[spirv-reader] Refactor bookkeeping for localy defined values

Bug: tint:3
Change-Id: Ibe26b802ae61c6271f8a75e641ac31db36df6000
Reviewed-on: https://dawn-review.googlesource.com/c/tint/+/24124
Reviewed-by: dan sinclair <dsinclair@google.com>
diff --git a/src/reader/spirv/function.cc b/src/reader/spirv/function.cc
index 8b89d80..1fe4614 100644
--- a/src/reader/spirv/function.cc
+++ b/src/reader/spirv/function.cc
@@ -409,7 +409,13 @@
 BlockInfo::BlockInfo(const spvtools::opt::BasicBlock& bb)
     : basic_block(&bb), id(bb.id()) {}
 
-BlockInfo::~BlockInfo() {}
+BlockInfo::~BlockInfo() = default;
+
+DefInfo::DefInfo(const spvtools::opt::Instruction& def_inst,
+                 uint32_t the_block_pos)
+    : inst(def_inst), block_pos(the_block_pos) {}
+
+DefInfo::~DefInfo() = default;
 
 FunctionEmitter::FunctionEmitter(ParserImpl* pi,
                                  const spvtools::opt::Function& function)
@@ -623,7 +629,6 @@
   }
 
   // TODO(dneto): register phis
-  // TODO(dneto): register SSA values which need to be hoisted
   RegisterValuesNeedingNamedOrHoistedDefinition();
 
   if (!EmitFunctionVariables()) {
@@ -2416,7 +2421,8 @@
     const spvtools::opt::Instruction& inst,
     TypedExpression ast_expr) {
   const auto result_id = inst.result_id();
-  if (needs_hoisted_def_.count(result_id) != 0) {
+  const auto* def_info = GetDefInfo(result_id);
+  if (def_info && def_info->requires_hoisted_def) {
     // Emit an assignment of the expression to the hoisted variable.

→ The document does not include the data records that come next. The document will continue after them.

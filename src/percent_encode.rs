use crate::compat::{String, ToString};
use core::fmt;
use percent_encoding::{AsciiSet, CONTROLS, NON_ALPHANUMERIC, utf8_percent_encode};

/// Query value percent-encode set
/// Everything except ASCII letters, digits and the unreserved marks `-_.~`
pub const QUERY_VALUE_SET: &AsciiSet = &NON_ALPHANUMERIC
    .remove(b'-')
    .remove(b'_')
    .remove(b'.')
    .remove(b'~');

/// Path segment percent-encode set
/// C0 control + space, ", #, %, /, <, >, ?, [, \, ], ^, \`, {, |, }
/// `%` is included so decoding a parsed segment gives back the stored text
pub const PATH_SEGMENT_SET: &AsciiSet = &CONTROLS
    .add(b' ')
    .add(b'"')
    .add(b'#')
    .add(b'%')
    .add(b'/')
    .add(b'<')
    .add(b'>')
    .add(b'?')
    .add(b'[')
    .add(b'\\')
    .add(b']')
    .add(b'^')
    .add(b'`')
    .add(b'{')
    .add(b'|')
    .add(b'}');

/// Userinfo percent-encode set
/// Path segment + :, ;, =, @
pub const USERINFO_SET: &AsciiSet = &PATH_SEGMENT_SET
    .add(b':')
    .add(b';')
    .add(b'=')
    .add(b'@');

/// Percent-encode a value for use in a query string.
///
/// Letters, digits and `-_.~` pass through; every other byte, including
/// each byte of a non-ASCII character, becomes `%XX` with uppercase hex.
///
/// # Examples
///
/// ```
/// assert_eq!(urls::percent_encode("field<>Value1"), "field%3C%3EValue1");
/// assert_eq!(urls::percent_encode("a b&c"), "a%20b%26c");
/// ```
pub fn percent_encode(input: &str) -> String {
    percent_encode_with_set(input, QUERY_VALUE_SET)
}

/// Decode a percent-encoded string.
///
/// Malformed escapes such as `%`, `%4` or `%XY` are kept literally. Bytes
/// that do not form valid UTF-8 after decoding become U+FFFD.
///
/// # Examples
///
/// ```
/// assert_eq!(urls::percent_decode("field%3C%3EValue1"), "field<>Value1");
/// assert_eq!(urls::percent_decode("100%"), "100%");
/// ```
pub fn percent_decode(input: &str) -> String {
    percent_encoding::percent_decode_str(input)
        .decode_utf8_lossy()
        .into_owned()
}

/// Percent-encode a string using the provided encode set
pub fn percent_encode_with_set(input: &str, encode_set: &'static AsciiSet) -> String {
    utf8_percent_encode(input, encode_set).to_string()
}

/// Write percent-encoded string directly to a formatter or buffer
pub fn percent_encode_into<W: fmt::Write>(
    out: &mut W,
    input: &str,
    encode_set: &'static AsciiSet,
) -> fmt::Result {
    for chunk in utf8_percent_encode(input, encode_set) {
        out.write_str(chunk)?;
    }
    Ok(())
}
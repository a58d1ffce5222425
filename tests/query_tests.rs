#![allow(clippy::unwrap_used, clippy::panic, clippy::expect_used)]

/// Query and percent-codec tests
///
/// This test suite covers:
/// - Query string parsing and serialization
/// - Parameter order and duplicates
/// - The name/value encoding asymmetry
/// - Percent-encoding and lenient decoding
use urls::{AbsoluteUrl, Query, QueryParameter, RelativeUrl, percent_decode, percent_encode};

#[test]
fn test_encoding_correctness() {
    assert_eq!(percent_encode("field<>Value1"), "field%3C%3EValue1");
    assert_eq!(percent_decode("field%3C%3EValue1"), "field<>Value1");
}

#[test]
fn test_codec_round_trip_ascii_punctuation() {
    let punctuation: String = (0x21u8..=0x7E)
        .map(char::from)
        .filter(char::is_ascii_punctuation)
        .collect();
    assert_eq!(punctuation.len(), 32);
    assert_eq!(percent_decode(&percent_encode(&punctuation)), punctuation);
}

#[test]
fn test_codec_round_trip_every_ascii_char() {
    for byte in 0u8..=0x7F {
        let s = char::from(byte).to_string();
        assert_eq!(percent_decode(&percent_encode(&s)), s, "byte {byte:#04x}");
    }
}

#[test]
fn test_codec_unreserved_untouched() {
    let unreserved = "ABCXYZabcxyz0189-_.~";
    assert_eq!(percent_encode(unreserved), unreserved);
}

#[test]
fn test_codec_empty() {
    assert_eq!(percent_encode(""), "");
    assert_eq!(percent_decode(""), "");
}

#[test]
fn test_decode_lenient() {
    assert_eq!(percent_decode("%G0"), "%G0");
    assert_eq!(percent_decode("abc%"), "abc%");
    assert_eq!(percent_decode("abc%2"), "abc%2");
    assert_eq!(percent_decode("%3c"), "<");
}

#[test]
fn test_parse_empty() {
    assert_eq!(Query::parse(""), Query::empty());
    assert_eq!(Query::parse("&").len(), 2);
}

#[test]
fn test_order_is_preserved() {
    let query = Query::parse("z=1&a=2&m=3");
    let keys: Vec<&str> = query.iter().map(|(k, _)| k).collect();
    assert_eq!(keys, vec!["z", "a", "m"]);
    assert_eq!(query.to_string(), "z=1&a=2&m=3");
}

#[test]
fn test_duplicates_are_kept() {
    let query = Query::empty().add("k", "1").add("k", "2").add("k", "1");
    assert_eq!(query.len(), 3);
    assert_eq!(query.get_all("k"), vec!["1", "2", "1"]);
    assert_eq!(query.to_string(), "k=1&k=2&k=1");
}

#[test]
fn test_missing_value() {
    let query = Query::parse("flag&name=");
    assert_eq!(
        query.elements(),
        [QueryParameter::new("flag", ""), QueryParameter::new("name", "")]
    );
}

#[test]
fn test_field_name_asymmetry() {
    let query = Query::empty().add("na<me", "va<lue");
    assert_eq!(query.to_string(), "na<me=va%3Clue");

    // names are taken as written on the way back in, too
    let parsed = Query::parse("na%3Cme=va%3Clue");
    assert_eq!(parsed.elements()[0].field_name(), "na%3Cme");
    assert_eq!(parsed.elements()[0].value(), "va<lue");
}

#[test]
fn test_value_round_trip() {
    let query = Query::empty()
        .add("a", "x & y = z")
        .add("b", "100%")
        .add("c", "#hash?q")
        .add("d", "日本語")
        .add("e", "");
    assert_eq!(Query::parse(&query.to_string()), query);
}

#[test]
fn test_plus_is_literal() {
    let query = Query::parse("math=1+1");
    assert_eq!(query.get("math"), Some("1+1"));
    assert_eq!(Query::empty().add("math", "1+1").to_string(), "math=1%2B1");
}

#[test]
fn test_contains() {
    let query = Query::parse("a=1&b=2");
    assert!(query.contains("a"));
    assert!(!query.contains("c"));
}

#[test]
fn test_from_iterator() {
    let query: Query = vec![("a", "1"), ("b", "2")].into_iter().collect();
    assert_eq!(query.to_string(), "a=1&b=2");
}

#[test]
fn test_from_str_conversion() {
    let query = Query::from("a=1");
    assert_eq!(query.get("a"), Some("1"));
}

#[test]
fn test_question_mark_name_round_trip() {
    let relative = RelativeUrl::empty().add_query_parameter("?a", "1");
    assert_eq!(relative.to_string(), "??a=1");

    let parsed = RelativeUrl::parse(&relative.to_string());
    assert_eq!(parsed.query_parameters()[0].field_name(), "?a");
    assert_eq!(parsed, relative);
}

#[test]
fn test_empty_piece_round_trip() {
    let url = AbsoluteUrl::parse("http://host.com/p?a=1&&b=2").unwrap();
    let params = url.relative_url().query_parameters();
    assert_eq!(params.len(), 3);
    assert_eq!(params[1], QueryParameter::new("", ""));
    assert_eq!(AbsoluteUrl::parse(&url.to_string()).unwrap(), url);
}
#[derive(Debug, Clone, Serialize, Deserialize)]
pub enum DeclKind {
    Namespace {
        decls: Vec<DeclId>,
    },
    /// `extern "C" { ... }`
    LinkageSpec {
        linkage: Linkage,
        decls: Vec<DeclId>,
    },
    Record {
        tag: RecordTag,
        #[serde(default = "default_true")]
        is_definition: bool,
        /// Anonymous struct/union member (`struct { int a; };`).
        #[serde(default)]
        is_anonymous: bool,
        #[serde(default)]
        bases: Vec<BaseSpecifier>,
        #[serde(default)]
        members: Vec<DeclId>,
    },
    Field {
        ty: TypeId,
        #[serde(default)]
        bit_width: Option<u32>,
        /// Offset within the parent record, in bits.
        #[serde(default)]
        offset_bits: Option<u64>,
    },
    Enum {
        integer_type: TypeId,
        #[serde(default)]
        is_scoped: bool,
        #[serde(default)]
        constants: Vec<DeclId>,
    },
    EnumConstant {
        value: i64,
        /// Explicit initializer, if the source spelled one.
        #[serde(default)]
        init: Option<ExprId>,
    },
    Function {
        ty: TypeId,
        #[serde(default)]
        params: Vec<DeclId>,
        #[serde(default)]
        body: Option<StmtId>,
        #[serde(default)]
        linkage: Linkage,
        #[serde(default)]
        storage: StorageClass,
        #[serde(default)]
        mangled_name: Option<String>,
    },
    Method {
        ty: TypeId,
        #[serde(default)]
        params: Vec<DeclId>,
        #[serde(default)]
        body: Option<StmtId>,
        #[serde(default)]
        is_static: bool,
        #[serde(default)]
        is_virtual: bool,
        #[serde(default)]
        is_pure: bool,
        #[serde(default)]
        mangled_name: Option<String>,
    },
    Constructor {
        #[serde(default)]
        params: Vec<DeclId>,
        #[serde(default)]
        body: Option<StmtId>,
    },
    Destructor {
        #[serde(default)]
        is_virtual: bool,
        #[serde(default)]
        body: Option<StmtId>,
    },
    Param {
        ty: TypeId,
    },
    Var {
        ty: TypeId,
        #[serde(default)]
        init: Option<ExprId>,
        #[serde(default)]
        storage: StorageClass,
    },
    Typedef {
        underlying: TypeId,
    },
    /// Templates, using-directives, static_assert and everything else the
    /// front-end passes through untranslated.
    Other {
        kind: String,
    },
}

fn default_true() -> bool {
    true
}

impl DeclKind {
    pub fn kind_name(&self) -> &'static str {
        match self {
            DeclKind::Namespace { .. } => "namespace",
            DeclKind::LinkageSpec { .. } => "linkage specification",
            DeclKind::Record { .. } => "record",
            DeclKind::Field { .. } => "field",
            DeclKind::Enum { .. } => "enum",
            DeclKind::EnumConstant { .. } => "enum constant",
            DeclKind::Function { .. } => "function",
            DeclKind::Method { .. } => "method",
            DeclKind::Constructor { .. } => "constructor",
            DeclKind::Destructor { .. } => "destructor",
            DeclKind::Param { .. } => "parameter",
            DeclKind::Var { .. } => "variable",
            DeclKind::Typedef { .. } => "typedef",
            DeclKind::Other { .. } => "declaration",
        }
    }
}

#[derive(Debug, Clone, Serialize, Deserialize)]
pub struct Stmt {
    pub kind: StmtKind,
    #[serde(default)]
    pub location: SourceLocation,
}

#[derive(Debug, Clone, Serialize, Deserialize)]
pub enum StmtKind {
    Compound(Vec<StmtId>),
    Decl(Vec<DeclId>),
    Expr(ExprId),
    Return(Option<ExprId>),
    If {
        cond: ExprId,
        then_branch: StmtId,
        #[serde(default)]
        else_branch: Option<StmtId>,
    },
    While {
        cond: ExprId,
        body: StmtId,
    },
    Do {
        body: StmtId,
        cond: ExprId,
    },
    For {
        #[serde(default)]
        init: Option<StmtId>,
        #[serde(default)]
        cond: Option<ExprId>,
        #[serde(default)]
        inc: Option<ExprId>,
        body: StmtId,
    },
    Switch {
        cond: ExprId,
        body: StmtId,
    },
    Case {
        value: ExprId,
        body: StmtId,
    },
    Default {
        body: StmtId,
    },
    Break,
    Continue,
    Null,
    Other {
        kind: String,
    },
}

impl StmtKind {
    pub fn kind_name(&self) -> &'static str {
        match self {
            StmtKind::Compound(_) => "compound statement",
            StmtKind::Decl(_) => "declaration statement",
            StmtKind::Expr(_) => "expression statement",
            StmtKind::Return(_) => "return statement",
            StmtKind::If { .. } => "if statement",
            StmtKind::While { .. } => "while statement",
            StmtKind::Do { .. } => "do statement",
            StmtKind::For { .. } => "for statement",
            StmtKind::Switch { .. } => "switch statement",
            StmtKind::Case { .. } => "case label",
            StmtKind::Default { .. } => "default label",
            StmtKind::Break => "break statement",
            StmtKind::Continue => "continue statement",
            StmtKind::Null => "null statement",
            StmtKind::Other { .. } => "statement",
        }
    }
}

     AddStatement(std::make_unique<ast::AssignmentStatement>(
         std::make_unique<ast::IdentifierExpression>(namer_.Name(result_id)),
@@ -2430,20 +2436,24 @@
   const auto result_id = inst.result_id();
   // Handle combinatorial instructions.
   auto combinatorial_expr = MaybeEmitCombinatorialValue(inst);
+  const auto* def_info = GetDefInfo(result_id);
   if (combinatorial_expr.expr != nullptr) {
-    if ((needs_hoisted_def_.count(result_id) == 0) &&
-        (needs_named_const_def_.count(result_id) == 0) &&
-        (def_use_mgr_->NumUses(&inst) == 1)) {
-      // If it's used once, and doesn't need a named constant definition,
-      // then defer emitting the expression until it's used. Any supporting
-      // statements have already been emitted.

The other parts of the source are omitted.